Трюм государевой ладьи был туго набит кипами мехов, кои надлежало обменять у персидских купцов на крупный, рассыпчатый рис, на сладкие да пахучие сушеные фрукты, на тонкие разноцветные шелка и на редких прирученных зверей, которых так любил царь Алексей Михайлович. Кроме тех мехов, в трюме лежали ядра и порох для астраханского войска. Лежала и обильная снедь воеводская, так как воевода плыл не один, а с женой да двумя дочерьми, которых показывал Москве в чаянии женихов. Женихов не нашлось, боярыня сердилась, боярышни капризничали, как малые детки, а веселому умному воеводе все было нипочем. Дородный, смеющийся, румяный, в белой длинной рубахе из индийского шелка и в лазорево-синих атласных штанах, ходил он по судну и веселил всех.

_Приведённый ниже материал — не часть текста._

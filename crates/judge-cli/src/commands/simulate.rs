use std::collections::HashMap;
use std::sync::Arc;
use std::time::Instant;

use anyhow::{Context, bail};
use rand::rngs::StdRng;
use rand::seq::SliceRandom;
use rand::{Rng, SeedableRng};
use serde::Serialize;
use statrs::function::erf::erfc;
use tracing::debug;

use judge_config::JudgeConfig;
use judge_core::assignment::Outcome;
use judge_core::enums::{BeginAction, VoteAction};
use judge_core::ranking::rank_correlation;
use judge_db::JudgeDb;
use judge_db::replay::DEFAULT_TOLERANCE;
use judge_db::retry::RetryConfig;
use judge_db::service::JudgeService;

use crate::cli::GlobalFlags;
use crate::cli::root_commands::SimulateArgs;
use crate::output::output;
use crate::progress::Progress;

#[derive(Debug, Serialize)]
struct SimulationReport {
    seed: u64,
    items: usize,
    judges: usize,
    decisions: u64,
    /// Spearman correlation between the leaderboard and the hidden order.
    rank_correlation: Option<f64>,
    replay_consistent: bool,
    elapsed_ms: u64,
}

/// Hidden behavior of one simulated judge.
#[derive(Clone, Copy, Debug)]
struct Persona {
    attentiveness: f64,
    actions: usize,
}

/// Handle `jdg simulate`.
pub async fn handle(args: &SimulateArgs, config: &JudgeConfig, flags: &GlobalFlags) -> anyhow::Result<()> {
    if args.items < 2 {
        bail!("--items must be at least 2");
    }
    if args.judges == 0 {
        bail!("--judges must be at least 1");
    }
    if !(0.0..=1.0).contains(&args.attentiveness) {
        bail!("--attentiveness must be within [0, 1], got {}", args.attentiveness);
    }

    let seed = args.seed.unwrap_or_else(|| rand::rng().random());
    let started = Instant::now();

    let scratch = tempfile::tempdir().context("failed to create scratch directory")?;
    let path = scratch.path().join("simulation.db");
    let db = JudgeDb::open_local(&path.to_string_lossy()).await?;
    let svc = Arc::new(JudgeService::from_db(
        db,
        config.ranking.params(),
        config.priors.priors(),
        RetryConfig::from(&config.database),
    ));

    let mut rng = StdRng::seed_from_u64(seed);
    let skills = Arc::new(seed_items(&svc, args.items, &mut rng).await?);

    let persona = Persona {
        attentiveness: args.attentiveness,
        actions: args.actions,
    };
    let total = u64::try_from(args.judges * args.actions)?;
    let progress = Arc::new(Progress::bar(total, "judging"));

    let mut tasks = Vec::with_capacity(args.judges);
    for index in 0..args.judges {
        let judge = svc.create_judge(&format!("Judge {:02}", index + 1), "").await?;
        tasks.push(tokio::spawn(run_judge(
            Arc::clone(&svc),
            Arc::clone(&skills),
            judge.id,
            StdRng::seed_from_u64(rng.random()),
            persona,
            Arc::clone(&progress),
        )));
    }
    for task in tasks {
        task.await.context("simulated judge panicked")??;
    }
    progress.finish_clear();

    let leaderboard: Vec<String> = svc
        .leaderboard()
        .await?
        .into_iter()
        .map(|standing| standing.item_id)
        .collect();
    let mut truth: Vec<(&String, &f64)> = skills.iter().collect();
    truth.sort_by(|a, b| b.1.total_cmp(a.1));
    let truth: Vec<String> = truth.into_iter().map(|(id, _)| id.clone()).collect();

    let report = SimulationReport {
        seed,
        items: args.items,
        judges: args.judges,
        decisions: svc.count_decisions().await?,
        rank_correlation: rank_correlation(&leaderboard, &truth),
        replay_consistent: svc.replay_report(DEFAULT_TOLERANCE).await?.is_consistent(),
        elapsed_ms: u64::try_from(started.elapsed().as_millis()).unwrap_or(u64::MAX),
    };
    output(&report, flags.format)
}

/// Create items with evenly spread hidden skills in a shuffled order.
async fn seed_items(
    svc: &JudgeService,
    count: usize,
    rng: &mut StdRng,
) -> anyhow::Result<HashMap<String, f64>> {
    #[allow(clippy::cast_precision_loss)]
    let mut skills: Vec<f64> = (0..count)
        .map(|i| 4.0 * (i as f64) / ((count - 1) as f64) - 2.0)
        .collect();
    skills.shuffle(rng);

    let mut hidden = HashMap::with_capacity(count);
    for (index, skill) in skills.into_iter().enumerate() {
        let item = svc.create_item(&format!("Item {:02}", index + 1), "").await?;
        hidden.insert(item.id, skill);
    }
    Ok(hidden)
}

async fn run_judge(
    svc: Arc<JudgeService>,
    skills: Arc<HashMap<String, f64>>,
    judge_id: String,
    mut rng: StdRng,
    persona: Persona,
    progress: Arc<Progress>,
) -> anyhow::Result<()> {
    let mut outcome = svc.initialize_if_needed(&judge_id, &mut rng).await?;
    let mut done = 0;
    while done < persona.actions {
        let Outcome::Assigned(assignment) = outcome else {
            break;
        };
        outcome = match (assignment.prev, assignment.next) {
            (None, Some(next)) => {
                svc.submit_begin_action(&judge_id, &next, BeginAction::Continue, &mut rng)
                    .await?
            }
            (Some(prev), Some(next)) => {
                let action = judge_pair(&skills, &prev, &next, persona.attentiveness, &mut rng);
                svc.submit_vote_action(&judge_id, &prev, &next, action, &mut rng)
                    .await?
            }
            (_, None) => break,
        };
        done += 1;
        progress.inc(1);
    }
    debug!(judge = %judge_id, actions = done, "Simulated judge finished");
    progress.inc(u64::try_from(persona.actions - done)?);
    Ok(())
}

/// Decide a comparison the way a judge with hidden attentiveness would: an
/// attentive judge prefers the truly better item through a probit link, an
/// inattentive one flips a coin.
fn judge_pair<R: Rng + ?Sized>(
    skills: &HashMap<String, f64>,
    prev: &str,
    next: &str,
    attentiveness: f64,
    rng: &mut R,
) -> VoteAction {
    let p_prev = if rng.random_bool(attentiveness) {
        let diff = skills.get(prev).copied().unwrap_or_default()
            - skills.get(next).copied().unwrap_or_default();
        0.5 * erfc(-diff / std::f64::consts::SQRT_2)
    } else {
        0.5
    };
    if rng.random::<f64>() < p_prev {
        VoteAction::Previous
    } else {
        VoteAction::Current
    }
}

#[cfg(test)]
mod tests {
    use super::*;

    fn skills() -> HashMap<String, f64> {
        HashMap::from([("strong".to_string(), 8.0), ("weak".to_string(), -8.0)])
    }

    #[test]
    fn attentive_judge_picks_the_better_item() {
        let mut rng = StdRng::seed_from_u64(1);
        for _ in 0..200 {
            assert_eq!(
                judge_pair(&skills(), "strong", "weak", 1.0, &mut rng),
                VoteAction::Previous
            );
            assert_eq!(
                judge_pair(&skills(), "weak", "strong", 1.0, &mut rng),
                VoteAction::Current
            );
        }
    }

    #[test]
    fn inattentive_judge_is_a_coin_flip() {
        let mut rng = StdRng::seed_from_u64(2);
        let trials = 4000;
        let prev_wins = (0..trials)
            .filter(|_| judge_pair(&skills(), "weak", "strong", 0.0, &mut rng) == VoteAction::Previous)
            .count();
        #[allow(clippy::cast_precision_loss)]
        let rate = prev_wins as f64 / f64::from(trials);
        assert!((rate - 0.5).abs() < 0.05, "rate {rate}");
    }
}
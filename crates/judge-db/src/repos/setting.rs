//! Settings repository: a small key/value table.

use crate::error::DatabaseError;
use crate::service::JudgeService;

/// Key of the judging-window flag.
pub const SETTING_CLOSED: &str = "closed";

/// Whether judging is closed, read on an arbitrary connection.
pub(crate) async fn read_closed(conn: &libsql::Connection) -> Result<bool, DatabaseError> {
    Ok(read_setting(conn, SETTING_CLOSED).await?.as_deref() == Some("true"))
}

async fn read_setting(
    conn: &libsql::Connection,
    key: &str,
) -> Result<Option<String>, DatabaseError> {
    let mut rows = conn
        .query("SELECT value FROM settings WHERE key = ?1", [key])
        .await?;
    match rows.next().await? {
        Some(row) => Ok(Some(row.get::<String>(0)?)),
        None => Ok(None),
    }
}

impl JudgeService {
    pub async fn get_setting(&self, key: &str) -> Result<Option<String>, DatabaseError> {
        read_setting(self.db().conn(), key).await
    }

    pub async fn set_setting(&self, key: &str, value: &str) -> Result<(), DatabaseError> {
        self.db()
            .conn()
            .execute(
                "INSERT INTO settings (key, value) VALUES (?1, ?2)
                 ON CONFLICT(key) DO UPDATE SET value = excluded.value",
                [key, value],
            )
            .await?;
        Ok(())
    }

    pub async fn is_closed(&self) -> Result<bool, DatabaseError> {
        read_closed(self.db().conn()).await
    }

    /// Open or close the judging window.
    pub async fn set_closed(&self, closed: bool) -> Result<(), DatabaseError> {
        self.set_setting(SETTING_CLOSED, if closed { "true" } else { "false" })
            .await?;
        tracing::info!(closed, "Judging window updated");
        Ok(())
    }
}
use std::path::Path;

use anyhow::Context;
use judge_config::JudgeConfig;
use judge_db::service::JudgeService;

use crate::cli::GlobalFlags;

/// Load layered configuration, applying the `--db` override.
pub fn load_config(flags: &GlobalFlags) -> anyhow::Result<JudgeConfig> {
    let mut config = JudgeConfig::load_with_dotenv().context("failed to load configuration")?;
    if let Some(path) = &flags.db {
        config.database.path.clone_from(path);
        config.validate().context("invalid --db path")?;
    }
    Ok(config)
}

/// Shared resources for command handlers.
pub struct AppContext {
    pub service: JudgeService,
    pub config: JudgeConfig,
}

impl AppContext {
    /// Open the configured database, creating its directory if needed.
    pub async fn init(config: JudgeConfig) -> anyhow::Result<Self> {
        ensure_parent_dir(Path::new(&config.database.path))?;
        let service = JudgeService::open(&config)
            .await
            .with_context(|| format!("failed to open {}", config.database.path))?;
        Ok(Self { service, config })
    }
}

pub fn ensure_parent_dir(path: &Path) -> anyhow::Result<()> {
    if let Some(parent) = path.parent().filter(|p| !p.as_os_str().is_empty()) {
        std::fs::create_dir_all(parent)
            .with_context(|| format!("failed to create {}", parent.display()))?;
    }
    Ok(())
}
//! Database error types for judge-db.

use judge_core::errors::CoreError;
use thiserror::Error;

/// Errors from database operations.
#[derive(Debug, Error)]
pub enum DatabaseError {
    /// A SQL query failed.
    #[error("Query failed: {0}")]
    Query(String),

    /// Schema migration failed.
    #[error("Migration failed: {0}")]
    Migration(String),

    /// Expected a result row but none was returned.
    #[error("No result returned")]
    NoResult,

    /// Invalid state encountered (e.g., bad data in DB).
    #[error("Invalid state: {0}")]
    InvalidState(String),

    /// The referenced item or judge does not exist.
    #[error("{entity} not found: {id}")]
    NotFound { entity: &'static str, id: String },

    /// A row changed between snapshot and commit. Retried internally.
    #[error("Write conflict: {0}")]
    WriteConflict(String),

    /// Write conflicts persisted through every retry.
    #[error("Gave up after {attempts} conflicting attempts")]
    RetriesExhausted { attempts: u32 },

    /// Error from the pure ranking engine.
    #[error(transparent)]
    Core(#[from] CoreError),

    /// Underlying libSQL error.
    #[error("libSQL error: {0}")]
    LibSql(#[from] libsql::Error),
}

impl DatabaseError {
    pub(crate) fn not_found(entity: &'static str, id: &str) -> Self {
        Self::NotFound {
            entity,
            id: id.to_string(),
        }
    }
}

Старался воевода развеселить и тех иноземцев, которых государь повелел доставить в Персию, ибо оттуда собираются они пробраться к себе в затейливую и ученую Флоренцию. Иноземцам — страшновато. Путь домой через Волгу, Персию или Турцию — далекий и неверный, а что поделаешь?.. Другие пути, в тот 1664 год, еще более неверны. Через Польшу? Дороги туда забиты русским войском, сама Польша горит внутренними беспорядками, русские осаждают Глухов, шутит в степях гетман Тетеря, и непонятно, к кому он хочет: то ли к московскому царю, то ли к польской республике. Через север? Куда там. В Швеции — смута.
Иноземцев плыло на судне шестеро. Старшего из них звали мессер Филипп Андзолетто, его правую руку — Мальпроста, остальные были помощники в работе да слуги. Работали иноземцы в Москве золотую кожу да мебель и, наработав достаточно мехов и монеты, затосковали по дому. Особенно тосковал мессер Андзолетто.
Мессер Филипп — согбен, с красными, воспаленными глазами, и оттого кажется он чересчур старым и жадным. Мальпроста — высок и строен, потертый шарлахово-алый кафтан лежит на нем ловко, мягкие кисти его рук белы, и он ими гордится, стараясь прикоснуться до всего, что попадается на глаза. Он — удал, ловок на разговор, на охоту, на обольщение, — и женщины любят обольщаться им. Оттого мессер Филипп считает его хитрым и двоедушным, а держит при себе лишь потому, что — золотые руки. Филипп Андзолетто сгорбился на непрестанной, бессонной работе и на ней же испортил глаза; как ему бы, казалось, не ценить того, кто так несравненно умеет делать золотую кожу и драгоценнейшую резную мебель. А как ценить, если у тебя молодая жена и сердце твое молодо?..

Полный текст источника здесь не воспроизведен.